Sleep training also gets a bad reputation from people not knowing how or when to implement it. It can actually be quite ineffective to sleep train babies who are not also following a nap guide for their day. Many other organisations suggest treating nights separately and don't focus on a baby's daytime sleep - this leads to a baby being sleep trained under an umbrella of circumstances that are not ideal: if the baby is not also following a nap schedule it is likely they are having too much or too little day sleep or napping too early or late in the day and this can massively impact their night sleep and ability to even learn to self-settle (see THIS article). Your baby might simply need their daytime naps to be tweaked rather than needing any actual sleep training. An under or over tired baby being sleep trained in the night will result in a crying, distressed baby and frustrated parents. If you are being advised to look only at your baby's night waking and address that with some form of sleep training, we urge you to also insist on getting your baby's day sleeps in line FIRST.
How self-settling/self-soothing fits into the equation:
The skill of self-settling really kicks in after the 4 month sleep regression. Many people believe that babies under 4 months are not capable of "self-settling", basing their definition of "self-settling" on a crying baby being able to calm themselves without parental soothing. This is not what we mean by self-settling - we simply mean a baby falling asleep when they're ready to, without having to be actively settled every time. In our experience with the sleep patterns of thousands of babies, we find that younger babies are certainly capable of falling asleep unassisted if everything is aligned to encourage them to fall asleep. The "self-settling" though, at this age, is more of a neurological/instinctual reaction to their biological need to sleep and not a cognitive one like it is in an older baby. A baby this age falls asleep, rather than goes to sleep.
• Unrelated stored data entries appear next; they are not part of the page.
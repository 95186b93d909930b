#![allow(clippy::cast_possible_truncation, clippy::cast_precision_loss)]

use crate::model::{Catalog, Roster, Submission};
use eyre::{Result, ensure};

/// Weighted grade of the named student, as a whole percentage, or `None`
/// if the student is not on the roster.
///
/// Every assignment of the catalog counts towards the total, whether the
/// student submitted it or not. Several submissions for the same assignment
/// all count. The result is rounded half to even.
pub fn compute_grade(
    name: &str,
    students: &Roster,
    assignments: &Catalog,
    submissions: &[Submission],
) -> Result<Option<i64>> {
    let Some(student) = students.id_of(name) else {
        return Ok(None);
    };
    let total_possible = assignments.total_points();
    ensure!(
        total_possible != 0,
        "cannot grade {}: the assignments are worth 0 points in total",
        name
    );
    let earned: f64 = submissions
        .iter()
        .filter(|s| s.student == student)
        .filter_map(|s| {
            assignments
                .first_with_id(s.assignment)
                .map(|a| s.percent / 100.0 * a.points as f64)
        })
        .sum();
    let grade = (earned / total_possible as f64 * 100.0).round_ties_even();
    ensure!(grade.is_finite(), "grade of {} is not a number", name);
    Ok(Some(grade as i64))
}
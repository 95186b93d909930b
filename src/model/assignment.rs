use std::collections::HashMap;
use std::fmt;

#[derive(Clone, Copy, Debug, Eq, Hash, Ord, PartialEq, PartialOrd)]
pub struct AssignmentId(pub i64);

impl fmt::Display for AssignmentId {
    fn fmt(&self, f: &mut fmt::Formatter) -> fmt::Result {
        write!(f, "{}", self.0)
    }
}

#[derive(Clone, Debug, PartialEq)]
pub struct Assignment {
    pub id: AssignmentId,
    pub name: String,
    pub points: i64,
}

impl Assignment {
    pub fn new(id: AssignmentId, name: impl Into<String>, points: i64) -> Self {
        Self {
            id,
            name: name.into(),
            points,
        }
    }
}

/// Assignments indexed by name, iterated in first-insertion order.
///
/// Inserting an assignment whose name is already known replaces the
/// previous one in place, so it keeps its original position.
#[derive(Clone, Debug, Default)]
pub struct Catalog {
    assignments: Vec<Assignment>,
    index: HashMap<String, usize>,
}

impl Catalog {
    pub fn new() -> Self {
        Self::default()
    }

    pub fn insert(&mut self, assignment: Assignment) -> Option<Assignment> {
        if let Some(&idx) = self.index.get(&assignment.name) {
            Some(std::mem::replace(&mut self.assignments[idx], assignment))
        } else {
            self.index
                .insert(assignment.name.clone(), self.assignments.len());
            self.assignments.push(assignment);
            None
        }
    }

    pub fn get(&self, name: &str) -> Option<&Assignment> {
        self.index.get(name).map(|&idx| &self.assignments[idx])
    }

    /// First assignment carrying this id, several names may share one.
    pub fn first_with_id(&self, id: AssignmentId) -> Option<&Assignment> {
        self.assignments.iter().find(|a| a.id == id)
    }

    pub fn total_points(&self) -> i64 {
        self.assignments.iter().map(|a| a.points).sum()
    }

    pub fn iter(&self) -> impl Iterator<Item = &Assignment> {
        self.assignments.iter()
    }

    pub fn len(&self) -> usize {
        self.assignments.len()
    }

    pub fn is_empty(&self) -> bool {
        self.assignments.is_empty()
    }
}

impl FromIterator<Assignment> for Catalog {
    fn from_iter<I: IntoIterator<Item = Assignment>>(iter: I) -> Self {
        let mut catalog = Catalog::new();
        for assignment in iter {
            catalog.insert(assignment);
        }
        catalog
    }
}

#[test]
fn test_duplicate_name_keeps_position() {
    let catalog = [
        Assignment::new(AssignmentId(1), "HW1", 10),
        Assignment::new(AssignmentId(2), "HW2", 20),
        Assignment::new(AssignmentId(3), "HW1", 30),
    ]
    .into_iter()
    .collect::<Catalog>();
    assert_eq!(catalog.len(), 2);
    let names = catalog.iter().map(|a| a.name.as_str()).collect::<Vec<_>>();
    assert_eq!(names, vec!["HW1", "HW2"]);
    assert_eq!(catalog.get("HW1").map(|a| a.id), Some(AssignmentId(3)));
    assert_eq!(catalog.total_points(), 50);
}

#[test]
fn test_first_with_id() {
    let catalog = [
        Assignment::new(AssignmentId(7), "Quiz", 5),
        Assignment::new(AssignmentId(7), "Lab", 50),
    ]
    .into_iter()
    .collect::<Catalog>();
    assert_eq!(
        catalog.first_with_id(AssignmentId(7)).map(|a| a.name.as_str()),
        Some("Quiz")
    );
    assert!(catalog.first_with_id(AssignmentId(8)).is_none());
    assert!(Catalog::new().is_empty());
}
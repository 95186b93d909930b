use crate::histogram::{Histogram, PERCENT_BINS};
use crate::stats::Statistics;
use std::io::{self, Write};

/// Percentages read from submission files are reals and are shown as
/// such, `80` being displayed as `80.0`.
fn percent(value: f64) -> String {
    format!("{value:?}")
}

pub fn display_grade<W: Write>(out: &mut W, name: &str, grade: Option<i64>) -> io::Result<()> {
    match grade {
        Some(grade) => writeln!(out, "{name}'s grade: {grade}%"),
        None => writeln!(out, "Student not found"),
    }
}

pub fn display_stats<W: Write>(
    out: &mut W,
    name: &str,
    stats: Option<Statistics>,
) -> io::Result<()> {
    match stats {
        Some(stats) => {
            // Without any submission, the bounds are plain zeros
            let (min, max) = if stats.count == 0 {
                (String::from("0"), String::from("0"))
            } else {
                (percent(stats.min), percent(stats.max))
            };
            writeln!(
                out,
                "{name} Statistics: Min={min}%, Max={max}%, Average={:.2}%",
                stats.average
            )
        }
        None => writeln!(out, "Assignment not found"),
    }
}

pub fn display_histogram<W: Write>(
    out: &mut W,
    name: &str,
    scores: Option<&[f64]>,
    width: usize,
) -> io::Result<()> {
    match scores {
        Some(scores) => {
            Histogram::new(format!("Histogram for {name}"), scores, &PERCENT_BINS).render(out, width)
        }
        None => writeln!(out, "Assignment not found"),
    }
}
Over 16 weeks your baby can definitely start gradually learning to cognitively put themselves to sleep if they are catnapping or 2-hourly night waking once their sleep cycles mature. Giving your baby the chance to nap at the best times for their age, as per a Nap Guide/Program, is a great place to start and we often see babies sleeping better simply by adjusting their nap timings rather than needing proper sleep training.
For other, older babies who have a deeply ingrained sleep association which is causing continued catnapping and/or multiple night waking, some gradual sleep training can be used to wean them off needing as much assistance to fall asleep, but we would only recommend doing so if your baby was first established in a good, age-appropriate nap pattern.
Sleep training is different these days from the traditional regimented methods that have been immortalised in parenting folklore. The key is to look at your baby's day over a 24-hour period and make tweaks and adjustments to help your baby regulate their daytime sleep hours and consolidate their nights. Sleep training, in our books, is no longer simply focusing on your baby's night waking in isolation of anything else - it is working holistically to guide your baby towards independent sleep when they're good and ready.
- M.D. Arthur H. Parmelee Jr. et al, "Sleep patterns of the newborn"; The Journal of Paediatrics, February 1961Volume 58, Issue 2, Pages 241–250
- Goodlin-Jones, B L et al. “Night waking, sleep-wake organization, and self-soothing in the first year of life.” Journal of developmental and behavioral pediatrics : JDBP vol. 22,4 (2001): 226-33.
- Paul IM, Savage JS, Anzman-Frasca S, Marini ME, Mindell JA, Birch LL. INSIGHT Responsive Parenting Intervention and Infant Sleep. Pediatrics. 2016 Jul;138(1). pii: e20160762. doi:10.1542/peds.2016-0762. PubMed PMID: 27354460; PubMed Central PMCID: PMC4925087.